Among the entries below, find the line with "pub fn parse_options(text: &str)", then quote it and each following line up to and including the line with "pub fn exit_code_for(err: &anyhow::Error)", and nothing else.

[Stored data entries]
>>>
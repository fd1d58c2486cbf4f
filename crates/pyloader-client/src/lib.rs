//! Client for the remote Python session API.
//!
//! A session server hosts Python modules by name. A module is registered
//! once with its source, after which arbitrary scripts can be executed in
//! its namespace:
//!
//! - `POST http://<endpoint>/api/session/python/registermodule`
//! - `POST http://<endpoint>/api/session/python/execute`
//!
//! [`PythonApiClient`] speaks that protocol for one module.
//! [`RemoteModule`] adds the exported function list on top, so calls are
//! checked locally before they are sent.

#![deny(unsafe_code)]
#![warn(missing_docs, missing_debug_implementations)]

pub mod client;
pub mod remote;
pub mod script;
pub mod types;

pub use client::PythonApiClient;
pub use remote::RemoteModule;
pub use script::call_script;
pub use types::{ExecuteResponse, RegisterResponse, Status};
//! CLI-specific value types.
//!
//! # Examples
//!
//! ```
//! use pyloader_core::cli::{ExitCode, OutputFormat};
//!
//! let format: OutputFormat = "json".parse().unwrap();
//! assert_eq!(format, OutputFormat::Json);
//!
//! assert!(ExitCode::SUCCESS.is_success());
//! ```

use std::fmt;
use std::str::FromStr;

/// CLI output format.
///
/// All formats carry the same information with different presentation.
#[derive(Debug, Clone, Copy, PartialEq, Eq, Hash, Default)]
pub enum OutputFormat {
    /// JSON output for machine parsing
    Json,
    /// Compact single-line output for scripts
    Text,
    /// Pretty-printed output with colors for human reading
    #[default]
    Pretty,
}

impl OutputFormat {
    /// Returns the string representation of the format.
    #[must_use]
    pub const fn as_str(&self) -> &'static str {
        match self {
            Self::Json => "json",
            Self::Text => "text",
            Self::Pretty => "pretty",
        }
    }
}

impl fmt::Display for OutputFormat {
    fn fmt(&self, f: &mut fmt::Formatter<'_>) -> fmt::Result {
        f.write_str(self.as_str())
    }
}

impl FromStr for OutputFormat {
    type Err = crate::Error;

    fn from_str(s: &str) -> Result<Self, Self::Err> {
        match s.to_lowercase().as_str() {
            "json" => Ok(Self::Json),
            "text" => Ok(Self::Text),
            "pretty" => Ok(Self::Pretty),
            _ => Err(crate::Error::InvalidArgument(format!(
                "invalid output format: '{s}' (expected: json, text, or pretty)"
            ))),
        }
    }
}

/// CLI exit code with semantic meaning.
#[derive(Debug, Clone, Copy, PartialEq, Eq, Hash)]
pub struct ExitCode(i32);

impl ExitCode {
    /// Successful execution (exit code 0).
    pub const SUCCESS: Self = Self(0);

    /// General error (exit code 1).
    pub const ERROR: Self = Self(1);

    /// Invalid input or arguments (exit code 2).
    pub const INVALID_INPUT: Self = Self(2);

    /// Session server communication error (exit code 3).
    pub const SERVER_ERROR: Self = Self(3);

    /// Python source could not be introspected (exit code 4).
    pub const INTROSPECTION_ERROR: Self = Self(4);

    /// Creates an exit code from an integer value.
    #[must_use]
    pub const fn from_i32(code: i32) -> Self {
        Self(code)
    }

    /// Returns the exit code as an integer.
    #[must_use]
    pub const fn as_i32(&self) -> i32 {
        self.0
    }

    /// Checks if the exit code represents success.
    #[must_use]
    pub const fn is_success(&self) -> bool {
        self.0 == 0
    }
}

impl Default for ExitCode {
    fn default() -> Self {
        Self::SUCCESS
    }
}

impl From<ExitCode> for i32 {
    fn from(code: ExitCode) -> Self {
        code.0
    }
}

impl fmt::Display for ExitCode {
    fn fmt(&self, f: &mut fmt::Formatter<'_>) -> fmt::Result {
        write!(f, "{}", self.0)
    }
}
//! Shared helpers for CLI commands.
//!
//! Configuration loading, source reading, and mapping errors to exit codes.

use anyhow::{Context, Result};
use pyloader_core::cli::ExitCode;
use pyloader_core::{Error, LoaderOptions};
use std::fs;
use std::path::{Path, PathBuf};

/// Configuration file looked up in the working directory.
pub const CONFIG_FILE: &str = "pyloader.toml";

/// Loads loader options.
///
/// An explicit `path` must exist. Without one, [`CONFIG_FILE`] in the
/// working directory is used if present, and defaults otherwise.
///
/// # Errors
///
/// Returns an error if the file cannot be read, is not valid TOML, or
/// fails validation.
///
/// # Examples
///
/// ```
/// use pyloader_cli::commands::common::load_options;
/// use std::io::Write;
///
/// let mut file = tempfile::NamedTempFile::new().unwrap();
/// writeln!(file, "generate_javascript = true").unwrap();
///
/// let options = load_options(Some(file.path())).unwrap();
/// assert!(options.generate_javascript);
/// assert!(options.generate_type_definitions);
/// ```
pub fn load_options(path: Option<&Path>) -> Result<LoaderOptions> {
    let path = match path {
        Some(path) => path.to_path_buf(),
        None => {
            let default = PathBuf::from(CONFIG_FILE);
            if !default.is_file() {
                tracing::debug!("No {} found, using default options", CONFIG_FILE);
                return Ok(LoaderOptions::default());
            }
            default
        }
    };

    let text = fs::read_to_string(&path)
        .with_context(|| format!("failed to read config file {}", path.display()))?;
    let options = parse_options(&text)
        .with_context(|| format!("invalid config file {}", path.display()))?;

    tracing::debug!("Loaded options from {}", path.display());
    Ok(options)
}

/// Parses and validates options from TOML text.
///
/// # Errors
///
/// Returns [`Error::ConfigError`] if the text is not valid TOML for
/// [`LoaderOptions`] or fails validation.
pub fn parse_options(text: &str) -> pyloader_core::Result<LoaderOptions> {
    let options: LoaderOptions = toml::from_str(text).map_err(|e| Error::ConfigError {
        message: e.to_string(),
    })?;
    options.validate()?;
    Ok(options)
}

/// Reads a source file as UTF-8.
///
/// # Errors
///
/// Returns [`Error::Io`] if the file cannot be read.
pub fn read_source(path: &Path) -> pyloader_core::Result<String> {
    fs::read_to_string(path).map_err(|source| Error::Io {
        path: path.to_path_buf(),
        source,
    })
}

/// Picks the exit code for a failed command.
///
/// Looks through the whole error chain for a [`pyloader_core::Error`].
#[must_use]
pub fn exit_code_for(err: &anyhow::Error) -> ExitCode {
    err.chain()
        .find_map(|cause| cause.downcast_ref::<Error>())
        .map_or(ExitCode::ERROR, |err| match err {
            Error::Introspection { .. } | Error::ParserProcess { .. } => {
                ExitCode::INTROSPECTION_ERROR
            }
            Error::Transport { .. } => ExitCode::SERVER_ERROR,
            Error::ArityMismatch { .. }
            | Error::UnknownFunction { .. }
            | Error::ValidationError { .. }
            | Error::ConfigError { .. }
            | Error::InvalidArgument(_) => ExitCode::INVALID_INPUT,
            _ => ExitCode::ERROR,
        })
}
<<<
**THE COMPLETED TASK:**
pub fn parse_options(text: &str) -> pyloader_core::Result<LoaderOptions> {
    let options: LoaderOptions = toml::from_str(text).map_err(|e| Error::ConfigError {
        message: e.to_string(),
    })?;
    options.validate()?;
    Ok(options)
}

/// Reads a source file as UTF-8.
///
/// # Errors
///
/// Returns [`Error::Io`] if the file cannot be read.
pub fn read_source(path: &Path) -> pyloader_core::Result<String> {
    fs::read_to_string(path).map_err(|source| Error::Io {
        path: path.to_path_buf(),
        source,
    })
}

/// Picks the exit code for a failed command.
///
/// Looks through the whole error chain for a [`pyloader_core::Error`].
#[must_use]
pub fn exit_code_for(err: &anyhow::Error) -> ExitCode {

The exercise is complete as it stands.